Chag Kasher Ve'Sameach
Monday, March 09, 2009
How to choose a career for yourself
For a while I have been dissatisfied with what I am doing. I felt that I had been given this disability in order to something special with my life. My current work selling Internet ads and managing Google accounts didn't seem to be that worthwhile to mankind. As a result, I did less work and racked my brains for something new to do. Just doing exercise and keeping the house together isn't enough for me.
Anyway, work came to me, so I did it as we need the money. I even ventured to visit a client in my wheelchair. Funnily enough, I began to realize that I was getting pleasure from the work. Also I was proving that a disabled person does still have a brain!
Then came the message from above that I was waiting for - but in a very unexpected place and manner.

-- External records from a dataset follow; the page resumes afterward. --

// Copyright (C) 2026 Fred Clausen
// Use of this source code is governed by an MIT-style
// license that can be found in the LICENSE file or at
// https://opensource.org/licenses/MIT.

use ap_capacity_domain::DomainError;

/// Errors that can occur while assembling capacity results.
#[derive(Debug, Clone, PartialEq, Eq)]
pub enum CoreError {
    /// A domain rule was violated.
    DomainViolation(DomainError),
}

impl std::fmt::Display for CoreError {
    fn fmt(&self, f: &mut std::fmt::Formatter<'_>) -> std::fmt::Result {
        match self {
            Self::DomainViolation(err) => write!(f, "Domain violation: {err}"),
        }
    }
}

impl std::error::Error for CoreError {}

impl From<DomainError> for CoreError {
    fn from(err: DomainError) -> Self {
        Self::DomainViolation(err)
    }
}
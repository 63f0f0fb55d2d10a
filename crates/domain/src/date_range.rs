// Copyright (C) 2026 Fred Clausen
// Use of this source code is governed by an MIT-style
// license that can be found in the LICENSE file or at
// https://opensource.org/licenses/MIT.

//! Closed ranges of calendar days.

use crate::error::DomainError;
use serde::{Deserialize, Serialize};
use time::Date;

/// A closed interval of calendar days.
///
/// Both `start` and `end` are inclusive. A range where `start == end`
/// covers exactly one day.
///
/// ## Invariants
///
/// - `start <= end`, enforced by [`DateRange::new`]
#[derive(Debug, Clone, Copy, PartialEq, Eq, Hash, PartialOrd, Ord, Serialize, Deserialize)]
#[serde(try_from = "RawDateRange", into = "RawDateRange")]
pub struct DateRange {
    start: Date,
    end: Date,
}

impl DateRange {
    /// Creates a new `DateRange`.
    ///
    /// # Arguments
    ///
    /// * `start` - The first day of the range (inclusive)
    /// * `end` - The last day of the range (inclusive)
    ///
    /// # Errors
    ///
    /// Returns `DomainError::InvalidDateRange` if `end` is before `start`.
    pub fn new(start: Date, end: Date) -> Result<Self, DomainError> {
        if end < start {
            return Err(DomainError::InvalidDateRange { start, end });
        }
        Ok(Self { start, end })
    }

    /// Creates a range covering a single day.
    #[must_use]
    pub const fn single_day(day: Date) -> Self {
        Self {
            start: day,
            end: day,
        }
    }

    /// Returns the first day of the range.
    #[must_use]
    pub const fn start(&self) -> Date {
        self.start
    }

    /// Returns the last day of the range.
    #[must_use]
    pub const fn end(&self) -> Date {
        self.end
    }

    /// Returns the number of days covered, counting both ends.
    #[must_use]
    pub fn num_days(&self) -> u32 {
        let span: i64 = (self.end - self.start).whole_days();
        // Invariant start <= end keeps span non-negative; Date spans fit in u32.
        u32::try_from(span).unwrap_or(u32::MAX).saturating_add(1)
    }

    /// Returns true if `day` falls within the range.
    #[must_use]
    pub fn contains(&self, day: Date) -> bool {
        self.start <= day && day <= self.end
    }

    /// Returns true if `other` lies entirely within this range.
    #[must_use]
    pub fn contains_range(&self, other: &Self) -> bool {
        self.start <= other.start && other.end <= self.end
    }

    /// Returns true if the two ranges share at least one day.
    #[must_use]
    pub fn overlaps(&self, other: &Self) -> bool {
        self.start <= other.end && other.start <= self.end
    }

    /// Returns the days shared by both ranges, if any.
    #[must_use]
    pub fn intersection(&self, other: &Self) -> Option<Self> {
        if !self.overlaps(other) {
            return None;
        }
        Some(Self {
            start: self.start.max(other.start),
            end: self.end.min(other.end),
        })
    }

    /// Iterates over every day in the range, in order.
    #[must_use]
    pub const fn days(&self) -> Days {
        Days {
            next: Some(self.start),
            end: self.end,
        }
    }
}

impl std::fmt::Display for DateRange {
    fn fmt(&self, f: &mut std::fmt::Formatter<'_>) -> std::fmt::Result {
        write!(f, "{}..={}", self.start, self.end)
    }
}

impl IntoIterator for DateRange {
    type Item = Date;
    type IntoIter = Days;

    fn into_iter(self) -> Self::IntoIter {
        self.days()
    }
}

/// Iterator over the days of a [`DateRange`].
#[derive(Debug, Clone)]
pub struct Days {
    next: Option<Date>,
    end: Date,
}

impl Iterator for Days {
    type Item = Date;

    fn next(&mut self) -> Option<Self::Item> {
        let current: Date = self.next?;
        if current > self.end {
            self.next = None;
            return None;
        }
        // next_day() is None only at Date::MAX, which ends the range anyway.
        self.next = if current == self.end {
            None
        } else {
            current.next_day()
        };
        Some(current)
    }
}

/// Wire shape used so deserialized ranges go through validation.
#[derive(Serialize, Deserialize)]
struct RawDateRange {
    start: Date,
    end: Date,
}

impl TryFrom<RawDateRange> for DateRange {
    type Error = DomainError;

    fn try_from(raw: RawDateRange) -> Result<Self, Self::Error> {
        Self::new(raw.start, raw.end)
    }
}

impl From<DateRange> for RawDateRange {
    fn from(range: DateRange) -> Self {
        Self {
            start: range.start,
            end: range.end,
        }
    }
}
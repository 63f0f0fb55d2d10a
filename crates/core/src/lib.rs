// Copyright (C) 2026 Fred Clausen
// Use of this source code is governed by an MIT-style
// license that can be found in the LICENSE file or at
// https://opensource.org/licenses/MIT.

#![deny(
    clippy::pedantic,
    clippy::cargo,
    clippy::nursery,
    clippy::style,
    clippy::correctness,
    clippy::all,
    clippy::suspicious,
    clippy::complexity,
    clippy::perf,
    clippy::unwrap_used,
    clippy::expect_used
)]

mod capacity;
mod characteristic_availability;
mod day_summary;
mod error;
mod occupancy;
mod out_of_service;

#[cfg(test)]
mod tests;

// Re-export public types and functions
pub use capacity::{PremiseCapacity, PremiseCapacityForDay, calculate_premise_capacity};
pub use characteristic_availability::{
    PremiseCharacteristicAvailability, calculate_characteristic_availability,
};
pub use day_summary::{
    PremisesDaySummary, assemble_premises_day, bookings_active_on, out_of_service_beds_on,
};
pub use error::CoreError;
pub use occupancy::{
    CapacityBasis, DayOccupancy, PremiseOccupancy, distinct_characteristics, overbooking_ranges,
    reduce_day_capacity, summarize_national_occupancy, summarize_premise_occupancy,
};
pub use out_of_service::OutOfServiceIndex;
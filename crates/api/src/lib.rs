// Copyright (C) 2026 Fred Clausen
// Use of this source code is governed by an MIT-style
// license that can be found in the LICENSE file or at
// https://opensource.org/licenses/MIT.

#![deny(
    clippy::pedantic,
    clippy::cargo,
    clippy::nursery,
    clippy::style,
    clippy::correctness,
    clippy::all,
    clippy::suspicious,
    clippy::complexity,
    clippy::perf,
    clippy::unwrap_used,
    clippy::expect_used
)]

mod config;
mod error;
mod handlers;
mod repository;
mod request_response;

#[cfg(test)]
mod tests;

// Re-export public types and functions
pub use config::{DEFAULT_SUMMARY_HORIZON_DAYS, DEFAULT_TIME_ZONE, ReportingConfig};
pub use error::{ApiError, ApiResult, RepositoryError, translate_core_error, translate_domain_error};
pub use handlers::{
    get_booking_statuses, get_national_occupancy, get_premises_capacity, get_premises_day_summary,
    get_premises_summary, search_premises,
};
pub use repository::{InMemoryPremisesRepository, Premises, PremisesRepository};
pub use request_response::{
    BookingStatusEntry, BookingStatusesResponse, CapacityDayResponse,
    CharacteristicAvailabilityResponse, DayOutOfServiceBedResponse, NationalOccupancyRequest,
    NationalOccupancyResponse, OccupancyDayResponse, PremisesCapacityRequest,
    PremisesCapacityResponse, PremisesDaySummaryResponse, PremisesOccupancyResponse,
    PremisesSearchRequest, PremisesSummary, SkippedPremises, SummaryShape,
};
// Copyright (C) 2026 Fred Clausen
// Use of this source code is governed by an MIT-style
// license that can be found in the LICENSE file or at
// https://opensource.org/licenses/MIT.

use ap_capacity_domain::{BedId, DateRange, OutOfServiceBed, PremisesBedInventory};
use std::collections::HashMap;
use time::Date;

/// Non-cancelled out-of-service periods grouped by bed.
///
/// Built once per calculation.
#[derive(Debug, Clone, Default)]
pub struct OutOfServiceIndex<'a> {
    by_bed: HashMap<&'a BedId, Vec<DateRange>>,
}

impl<'a> OutOfServiceIndex<'a> {
    /// Indexes the given records, skipping cancelled ones.
    #[must_use]
    pub fn new<I>(records: I) -> Self
    where
        I: IntoIterator<Item = &'a OutOfServiceBed>,
    {
        let mut by_bed: HashMap<&'a BedId, Vec<DateRange>> = HashMap::new();
        for record in records.into_iter().filter(|r| !r.cancelled) {
            by_bed.entry(&record.bed_id).or_default().push(record.range);
        }
        Self { by_bed }
    }

    /// Returns true if any non-cancelled period for the bed covers `day`.
    #[must_use]
    pub fn is_out_of_service(&self, bed_id: &BedId, day: Date) -> bool {
        self.by_bed
            .get(bed_id)
            .is_some_and(|ranges| ranges.iter().any(|range| range.contains(day)))
    }

    /// Counts the inventory's beds that are out of service on `day`.
    ///
    /// Each bed counts once however many periods overlap. Records for beds
    /// outside the inventory are ignored.
    #[must_use]
    pub fn out_of_service_bed_count(&self, inventory: &PremisesBedInventory, day: Date) -> u32 {
        let count: usize = inventory
            .beds()
            .iter()
            .filter(|bed| self.is_out_of_service(&bed.bed_id, day))
            .count();
        u32::try_from(count).unwrap_or(u32::MAX)
    }

    /// Returns indexed beds that do not belong to the inventory.
    #[must_use]
    pub fn unknown_beds(&self, inventory: &PremisesBedInventory) -> Vec<&'a BedId> {
        let mut unknown: Vec<&'a BedId> = self
            .by_bed
            .keys()
            .copied()
            .filter(|bed_id| !inventory.has_bed(bed_id))
            .collect();
        unknown.sort();
        unknown
    }
}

Last week I had to go into hospital for a minor procedure. Unfortunately we had to take a private doctor, and go to a private hospital in Petach Tikva. Rather different to the normal Israeli hospital.
So they had me all kitted out in the very appealing operating gown, cap and sox waiting to see the anesthetist. The normal questions came (in Hebrew), then the more difficult ones. What was my work? I thought this was a test question to check I had all my "faculties". As my Hebrew is poor, I just said Marketing. Not good enough for the doctor. What sort of Marketing? Hmm, try explaining this in simple Hebrew to a Russian doctor. So I said "Internet marketing like advertising on Google". (I was hoping he would at least know what Google is, and stop asking me more questions).
No, he carried on. "So you must be rich" he said. Haha. I fell for that one. "No way" I said, "You must earn more than me". Then came the killer answer. "I only earn 27 shekels an hour (approx. $6)" he said. I was dumbfounded - I pay much more than this to a house cleaner! So we carried on chatting, and the nurse joined in saying she earnt the same amount.
At the end of this conversation, I just thought what a strange country we live in.
But that's not the end of the story.
I'm in the operating room, having maneuvered myself up to the operating table by 2 doctors. My legs are hoisted up in the air, a drip is in my arm and I am waiting for a nice sleep. Then comes in another doctor and says to me "I hear you do Google work". Well, that's it. There can't be a clearer message to me from above that this is the work I should be doing.
Is there a morale to this story for anyone else? Maybe.
A career - or work as I think of it now - doesn't have to be saving the world or making millions. It should be fun, bring in a few pennies (shekels or dollars are also OK), but most importantly make you feel good about yourself.